**Exercise requirements:** Lines with "derive": state how many there are in the records below, and nothing else.

**Collection entries:**
● ● ●
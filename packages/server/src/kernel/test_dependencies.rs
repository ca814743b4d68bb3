// Test doubles for the infrastructure traits.
//
// InMemoryKeyValueStore stands in for Redis. Its primitives are atomic with
// respect to each other (one mutex around the map), it honours TTLs against
// an injected clock, and it yields before every call so concurrent futures
// actually interleave.

use anyhow::Result;
use async_trait::async_trait;
use chrono::{DateTime, Duration as ChronoDuration, Utc};
use std::collections::HashMap;
use std::sync::{Arc, Mutex};
use std::time::Duration;

use super::{BaseClock, BaseKeyValueStore, BaseSmsService, StoreError};

// =============================================================================
// Mock Clock
// =============================================================================

/// Clock that only moves when told to.
pub struct MockClock {
    now: Mutex<DateTime<Utc>>,
}

impl MockClock {
    pub fn new() -> Self {
        Self::at(Utc::now())
    }

    pub fn at(now: DateTime<Utc>) -> Self {
        Self {
            now: Mutex::new(now),
        }
    }

    pub fn advance(&self, by: ChronoDuration) {
        let mut now = self.now.lock().unwrap();
        *now += by;
    }
}

impl Default for MockClock {
    fn default() -> Self {
        Self::new()
    }
}

impl BaseClock for MockClock {
    fn now(&self) -> DateTime<Utc> {
        *self.now.lock().unwrap()
    }
}

// =============================================================================
// In-memory Key-Value Store
// =============================================================================

struct Entry {
    value: String,
    expires_at: Option<DateTime<Utc>>,
}

pub struct InMemoryKeyValueStore {
    clock: Arc<dyn BaseClock>,
    entries: Mutex<HashMap<String, Entry>>,
    failures_remaining: Mutex<usize>,
    latency: Mutex<Option<Duration>>,
}

impl InMemoryKeyValueStore {
    pub fn new(clock: Arc<dyn BaseClock>) -> Self {
        Self {
            clock,
            entries: Mutex::new(HashMap::new()),
            failures_remaining: Mutex::new(0),
            latency: Mutex::new(None),
        }
    }

    /// Make the next `n` calls fail with `StoreError::Unavailable`.
    pub fn fail_next_calls(&self, n: usize) {
        *self.failures_remaining.lock().unwrap() = n;
    }

    /// Delay every call by `latency` (for deadline tests).
    pub fn set_latency(&self, latency: Duration) {
        *self.latency.lock().unwrap() = Some(latency);
    }

    /// Current value, bypassing failure injection.
    pub fn raw(&self, key: &str) -> Option<String> {
        let now = self.clock.now();
        let mut entries = self.entries.lock().unwrap();
        Self::live(&mut entries, key, now).map(|e| e.value.clone())
    }

    /// Remaining TTL of a live key.
    pub fn ttl(&self, key: &str) -> Option<Duration> {
        let now = self.clock.now();
        let mut entries = self.entries.lock().unwrap();
        Self::live(&mut entries, key, now)
            .and_then(|e| e.expires_at)
            .and_then(|at| (at - now).to_std().ok())
    }

    /// Drop the TTL of a key, like Redis PERSIST.
    pub fn persist(&self, key: &str) {
        if let Some(entry) = self.entries.lock().unwrap().get_mut(key) {
            entry.expires_at = None;
        }
    }

    fn live<'a>(
        entries: &'a mut HashMap<String, Entry>,
        key: &str,
        now: DateTime<Utc>,
    ) -> Option<&'a mut Entry> {
        let expired = entries
            .get(key)
            .and_then(|e| e.expires_at)
            .is_some_and(|at| at <= now);
        if expired {
            entries.remove(key);
        }
        entries.get_mut(key)
    }

    fn expiry(&self, ttl: Duration) -> Option<DateTime<Utc>> {
        let ttl = ChronoDuration::from_std(ttl).unwrap_or(ChronoDuration::days(365));
        Some(self.clock.now() + ttl)
    }

    async fn enter(&self) -> Result<(), StoreError> {
        tokio::task::yield_now().await;

        let latency = *self.latency.lock().unwrap();
        if let Some(latency) = latency {
            tokio::time::sleep(latency).await;
        }

        let mut failures = self.failures_remaining.lock().unwrap();
        if *failures > 0 {
            *failures -= 1;
            return Err(StoreError::Unavailable("injected failure".to_string()));
        }
        Ok(())
    }
}

#[async_trait]
impl BaseKeyValueStore for InMemoryKeyValueStore {
    async fn get(&self, key: &str) -> Result<Option<String>, StoreError> {
        self.enter().await?;
        Ok(self.raw(key))
    }

    async fn set_with_ttl(&self, key: &str, value: &str, ttl: Duration) -> Result<(), StoreError> {
        self.enter().await?;
        let entry = Entry {
            value: value.to_string(),
            expires_at: self.expiry(ttl),
        };
        self.entries.lock().unwrap().insert(key.to_string(), entry);
        Ok(())
    }

    async fn compare_and_set(
        &self,
        key: &str,
        expected: &str,
        value: &str,
        ttl: Duration,
    ) -> Result<bool, StoreError> {
        self.enter().await?;
        let now = self.clock.now();
        let expires_at = self.expiry(ttl);
        let mut entries = self.entries.lock().unwrap();
        match Self::live(&mut entries, key, now) {
            Some(entry) if entry.value == expected => {
                entry.value = value.to_string();
                entry.expires_at = expires_at;
                Ok(true)
            }
            _ => Ok(false),
        }
    }

    async fn compare_and_delete(&self, key: &str, expected: &str) -> Result<bool, StoreError> {
        self.enter().await?;
        let now = self.clock.now();
        let mut entries = self.entries.lock().unwrap();
        let matches = Self::live(&mut entries, key, now).is_some_and(|e| e.value == expected);
        if matches {
            entries.remove(key);
        }
        Ok(matches)
    }

    async fn increment_with_ttl(&self, key: &str, ttl: Duration) -> Result<i64, StoreError> {
        self.enter().await?;
        let now = self.clock.now();
        let expires_at = self.expiry(ttl);
        let mut entries = self.entries.lock().unwrap();

        let current = match Self::live(&mut entries, key, now) {
            Some(entry) => entry
                .value
                .parse::<i64>()
                .map_err(|_| StoreError::Unavailable("value is not an integer".to_string()))?,
            None => 0,
        };
        let next = current + 1;
        entries.insert(
            key.to_string(),
            Entry {
                value: next.to_string(),
                expires_at,
            },
        );
        Ok(next)
    }

    async fn ping(&self) -> Result<(), StoreError> {
        self.enter().await
    }
}

// =============================================================================
// Mock SMS Service
// =============================================================================

/// A message the mock was asked to deliver
#[derive(Debug, Clone, PartialEq, Eq)]
pub enum SentSms {
    Otp { phone_number: String, code: String },
    Invite { phone_number: String, link: String },
}

#[derive(Default)]
pub struct MockSmsService {
    sent: Mutex<Vec<SentSms>>,
    fail: Mutex<bool>,
}

impl MockSmsService {
    pub fn new() -> Self {
        Self::default()
    }

    /// Make every subsequent delivery fail
    pub fn failing(self) -> Self {
        *self.fail.lock().unwrap() = true;
        self
    }

    pub fn sent(&self) -> Vec<SentSms> {
        self.sent.lock().unwrap().clone()
    }

    /// Last OTP code delivered to `phone_number`
    pub fn last_code_for(&self, phone_number: &str) -> Option<String> {
        self.sent
            .lock()
            .unwrap()
            .iter()
            .rev()
            .find_map(|sms| match sms {
                SentSms::Otp {
                    phone_number: to,
                    code,
                } if to == phone_number => Some(code.clone()),
                _ => None,
            })
    }

    fn check(&self) -> Result<()> {
        if *self.fail.lock().unwrap() {
            anyhow::bail!("mock SMS delivery failure");
        }
        Ok(())
    }
}

#[async_trait]
impl BaseSmsService for MockSmsService {
    async fn send_otp(&self, phone_number: &str, code: &str) -> Result<()> {
        self.check()?;
        self.sent.lock().unwrap().push(SentSms::Otp {
            phone_number: phone_number.to_string(),
            code: code.to_string(),
        });
        Ok(())
    }

    async fn send_invite(&self, phone_number: &str, invite_link: &str) -> Result<()> {
        self.check()?;
        self.sent.lock().unwrap().push(SentSms::Invite {
            phone_number: phone_number.to_string(),
            link: invite_link.to_string(),
        });
        Ok(())
    }
}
● ● ●
**Response to the exercise:** 2